Senator Tammy Duckworth | Senator Tammy Duckworth Official Website (https://www.duckworth.senate.gov)
Senator Tammy Duckworth | Senator Tammy Duckworth Official Website (https://www.duckworth.senate.gov)
[WASHINGTON, D.C.] – Despite significant steps forward, LGBTQ+ Americans around the country are facing an uptick in discrimination and dangerous state-sponsored legislation. To combat these hateful actions, U.S. Senator Tammy Duckworth (D-IL) and U.S. Senate Majority Whip Dick Durbin (D-IL), Chair of the Senate Judiciary Committee, joined U.S. Senators Jeff Merkley (D-OR), Tammy Baldwin (D-WI), and Cory Booker (D-NJ) to introduce the bicameral Equality Act. The Equality Act is historic, comprehensive legislation that would update federal civil rights laws to explicitly ban discrimination against LGBTQ+ Americans, just as such laws ban religious, racial, and ethnic discrimination.
“It is absolutely unacceptable that someone can be fired from their job, evicted from their home and experience discrimination just because of who they are or who they love,” said Duckworth. “As we’ve seen a dangerous increase in legislation across the country targeting LGBTQ+ individuals, it’s long overdue for us to protect the rights of the LGBTQ+ community at the federal level. I’m proud to join my colleagues in re-introducing the Equality Act to finally enshrine critical civil rights protections for LGBTQ+ Americans in federal law.”
“No one should be treated as less than equal because of who they love or who they are. While we’ve taken big steps in the fight for equality for the LGBTQ+ community, there’s still more work to be done. And as state legislatures relentlessly attack the rights and humanity of LGBTQ+ Americans, we must act,” said Durbin. “I will keep pushing for passage of the Equality Act to ensure that LGBTQ+ Americans are fully protected under our nation’s civil rights laws.”

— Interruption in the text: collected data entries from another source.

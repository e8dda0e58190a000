pub mod auth;
pub mod registry;
pub mod relays;
pub mod sync;
pub mod tags;
pub mod util;
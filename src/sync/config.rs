use std::path::{Path, PathBuf};
use std::time::Duration;

use anyhow::{bail, Context, Result};
use serde::Deserialize;
use tracing::warn;

use crate::registry;
use crate::relays::docker::{self, DockerConfig};
use crate::relays::skopeo::{self, SkopeoConfig};
use crate::sync::task::Task;
use crate::util;

/// Defaults applied to every task's repository lister.
#[derive(Debug, Clone, Deserialize)]
pub struct ListerDefaults {
    #[serde(rename = "maxItems", default = "default_max_items")]
    pub max_items: i64,
    #[serde(rename = "cacheDuration", default)]
    pub cache_duration: Option<String>,
}

fn default_max_items() -> i64 {
    registry::DEFAULT_LISTER_MAX_ITEMS
}

impl Default for ListerDefaults {
    fn default() -> Self {
        Self {
            max_items: default_max_items(),
            cache_duration: None,
        }
    }
}

impl ListerDefaults {
    /// The cache duration as a chrono duration; a leading `-` (or zero)
    /// disables caching.
    pub fn cache_duration(&self) -> Result<chrono::Duration> {
        let raw = match &self.cache_duration {
            Some(d) => d.trim(),
            None => return Ok(registry::default_lister_cache_duration()),
        };
        if let Some(negated) = raw.strip_prefix('-') {
            parse_duration(negated)?;
            return Ok(chrono::Duration::zero());
        }
        chrono::Duration::from_std(parse_duration(raw)?)
            .context("lister cache duration out of range")
    }
}

/// The top-level sync configuration, loaded from YAML.
#[derive(Deserialize)]
pub struct SyncConfig {
    #[serde(default)]
    pub relay: String,
    #[serde(default)]
    pub docker: Option<DockerConfig>,
    #[serde(default)]
    pub skopeo: Option<SkopeoConfig>,
    // deprecated top-level docker settings, folded into `docker` on load
    #[serde(default)]
    pub dockerhost: String,
    #[serde(rename = "api-version", default)]
    pub api_version: String,
    #[serde(default)]
    pub lister: Option<ListerDefaults>,
    #[serde(default)]
    pub watch: bool,
    #[serde(default)]
    pub tasks: Vec<Task>,

    #[serde(skip)]
    path: PathBuf,
    #[serde(skip)]
    sha1: Vec<u8>,
}

impl SyncConfig {
    fn validate(&mut self) -> Result<()> {
        if self.relay.is_empty() {
            self.relay = docker::RELAY_ID.to_string();
        }

        match self.relay.as_str() {
            id if id == docker::RELAY_ID => {
                if self.docker.is_none() {
                    if self.dockerhost.is_empty() && self.api_version.is_empty() {
                        warn!("not specifying the 'docker' config item is deprecated");
                    }
                    if !self.dockerhost.is_empty() {
                        warn!(
                            "the top-level 'dockerhost' setting is deprecated, \
                             use 'docker' config item instead"
                        );
                    }
                    if !self.api_version.is_empty() {
                        warn!(
                            "the top-level 'api-version' setting is deprecated, \
                             use 'docker' config item instead"
                        );
                    }
                    self.docker = Some(DockerConfig {
                        dockerhost: std::mem::take(&mut self.dockerhost),
                        api_version: std::mem::take(&mut self.api_version),
                    });
                } else {
                    if !self.dockerhost.is_empty() {
                        warn!(
                            "discarding deprecated top-level 'dockerhost' setting and \
                             using 'docker' config item instead"
                        );
                        self.dockerhost = String::new();
                    }
                    if !self.api_version.is_empty() {
                        warn!(
                            "discarding deprecated top-level 'api-version' setting and \
                             using 'docker' config item instead"
                        );
                        self.api_version = String::new();
                    }
                }
            }

            id if id == skopeo::RELAY_ID => {
                if !self.dockerhost.is_empty() {
                    bail!(
                        "setting 'dockerhost' implies '{}' relay, but relay is set to '{}'",
                        docker::RELAY_ID,
                        self.relay
                    );
                }
            }

            other => bail!(
                "invalid relay type: '{}', must be either '{}' or '{}'",
                other,
                docker::RELAY_ID,
                skopeo::RELAY_ID
            ),
        }

        if self.tasks.is_empty() {
            bail!("no sync tasks defined");
        }

        let lister_defaults = self.lister.clone().unwrap_or_default();
        for t in &mut self.tasks {
            t.validate(&lister_defaults)?;

            for m in &t.mappings {
                if !m.platform.is_empty() {
                    match self.relay.as_str() {
                        id if id == docker::RELAY_ID => docker::platform_supported(&m.platform)?,
                        _ => skopeo::platform_supported(&m.platform)?,
                    }
                }
            }
        }

        Ok(())
    }

    pub fn path(&self) -> &Path {
        &self.path
    }

    pub fn sha1(&self) -> &[u8] {
        &self.sha1
    }
}

/// Load and validate the sync configuration from a YAML file.
pub fn load_config(file: &Path) -> Result<SyncConfig> {
    let data = std::fs::read_to_string(file)
        .with_context(|| format!("error loading config file '{}'", file.display()))?;

    let mut config: SyncConfig = serde_yaml::from_str(&data)
        .with_context(|| format!("error parsing config file '{}'", file.display()))?;

    config.validate()?;

    config.path = file.to_path_buf();
    config.sha1 = util::compute_sha1(file)?;

    Ok(config)
}

/// Parse a duration string (e.g. "30s", "10m", "12h", "7d").
pub fn parse_duration(s: &str) -> Result<Duration> {
    let s = s.trim();
    if s.is_empty() {
        bail!("duration string is empty");
    }

    // a bare number counts as seconds
    if let Ok(num) = s.parse::<u64>() {
        return Ok(Duration::from_secs(num));
    }

    let (num_str, unit) = if let Some(num_str) = s.strip_suffix("ms") {
        (num_str, "ms")
    } else {
        (&s[..s.len() - 1], &s[s.len() - 1..])
    };

    let num: u64 = num_str.parse().context("invalid duration number")?;

    let duration = match unit {
        "ms" => Duration::from_millis(num),
        "s" => Duration::from_secs(num),
        "m" => Duration::from_secs(num * 60),
        "h" => Duration::from_secs(num * 3600),
        "d" => Duration::from_secs(num * 86400),
        _ => bail!("invalid duration unit '{}', use ms, s, m, h or d", unit),
    };

    Ok(duration)
}

#[cfg(test)]
mod tests {
    use super::*;
    use std::io::Write;
    use tempfile::NamedTempFile;

    fn write_config(yaml: &str) -> NamedTempFile {
        let mut f = NamedTempFile::new().unwrap();
        f.write_all(yaml.as_bytes()).unwrap();
        f.flush().unwrap();
        f
    }

    const BASE_TASKS: &str = r#"
tasks:
  - name: test
    interval: 60
    source:
      registry: registry.example.com
    target:
      registry: target.example.com
    mappings:
      - from: test/image
        to: archive/image
"#;

    #[test]
    fn test_load_minimal_config() {
        let f = write_config(BASE_TASKS);
        let conf = load_config(f.path()).unwrap();
        assert_eq!(conf.relay, "docker");
        assert!(conf.docker.is_some());
        assert_eq!(conf.tasks.len(), 1);
        assert_eq!(conf.tasks[0].mappings[0].from, "/test/image");
        assert!(!conf.sha1().is_empty());
    }

    #[test]
    fn test_legacy_dockerhost_is_folded() {
        let yaml = format!("dockerhost: unix:///var/run/docker.sock\n{}", BASE_TASKS);
        let f = write_config(&yaml);
        let conf = load_config(f.path()).unwrap();
        assert!(conf.dockerhost.is_empty());
        assert_eq!(
            conf.docker.unwrap().dockerhost,
            "unix:///var/run/docker.sock"
        );
    }

    #[test]
    fn test_nested_docker_wins_over_legacy() {
        let yaml = format!(
            "dockerhost: tcp://old:2375\ndocker:\n  dockerhost: unix:///var/run/docker.sock\n{}",
            BASE_TASKS
        );
        let f = write_config(&yaml);
        let conf = load_config(f.path()).unwrap();
        assert!(conf.dockerhost.is_empty());
        assert_eq!(
            conf.docker.unwrap().dockerhost,
            "unix:///var/run/docker.sock"
        );
    }

    #[test]
    fn test_skopeo_relay_rejects_dockerhost() {
        let yaml = format!(
            "relay: skopeo\ndockerhost: unix:///var/run/docker.sock\n{}",
            BASE_TASKS
        );
        let f = write_config(&yaml);
        assert!(load_config(f.path()).is_err());
    }

    #[test]
    fn test_invalid_relay_rejected() {
        let yaml = format!("relay: teleport\n{}", BASE_TASKS);
        let f = write_config(&yaml);
        assert!(load_config(f.path()).is_err());
    }

    #[test]
    fn test_tasks_required() {
        let f = write_config("relay: skopeo\n");
        assert!(load_config(f.path()).is_err());
    }

    #[test]
    fn test_docker_relay_rejects_platform_all() {
        let yaml = r#"
tasks:
  - name: test
    source:
      registry: registry.example.com
    target:
      registry: target.example.com
    mappings:
      - from: test/image
        platform: all
"#;
        let f = write_config(yaml);
        assert!(load_config(f.path()).is_err());

        let yaml = format!("relay: skopeo{}", yaml);
        let f = write_config(&yaml);
        assert!(load_config(f.path()).is_ok());
    }

    #[test]
    fn test_lister_defaults() {
        let defaults = ListerDefaults::default();
        assert_eq!(defaults.max_items, 100);
        assert_eq!(
            defaults.cache_duration().unwrap(),
            chrono::Duration::hours(1)
        );

        let defaults = ListerDefaults {
            max_items: -1,
            cache_duration: Some("-1s".to_string()),
        };
        assert_eq!(defaults.cache_duration().unwrap(), chrono::Duration::zero());
    }

    #[test]
    fn test_parse_duration() {
        assert_eq!(parse_duration("30s").unwrap(), Duration::from_secs(30));
        assert_eq!(parse_duration("10m").unwrap(), Duration::from_secs(600));
        assert_eq!(parse_duration("12h").unwrap(), Duration::from_secs(43200));
        assert_eq!(parse_duration("7d").unwrap(), Duration::from_secs(604800));
        assert_eq!(parse_duration("500ms").unwrap(), Duration::from_millis(500));
        assert_eq!(parse_duration("90").unwrap(), Duration::from_secs(90));
        assert!(parse_duration("").is_err());
        assert!(parse_duration("10y").is_err());
    }
}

“Generations of Americans have marched, voted, organized, and raised their voices to move us closer toward a more perfect union with freedom, equality, and opportunity for all,” said Merkley. “We all go to work and school, go home, and go shopping, and none of us should have to keep our families hidden or pretend to be someone we’re not to do those things. Yet in some states, Americans can still be evicted, be thrown out of a restaurant, or be denied a loan because of who they are or whom they love. To realize the vision of America as a land of freedom and equality, we must be willing to take the steps to bring that vision closer to reality, and that’s exactly what the Equality Act does.”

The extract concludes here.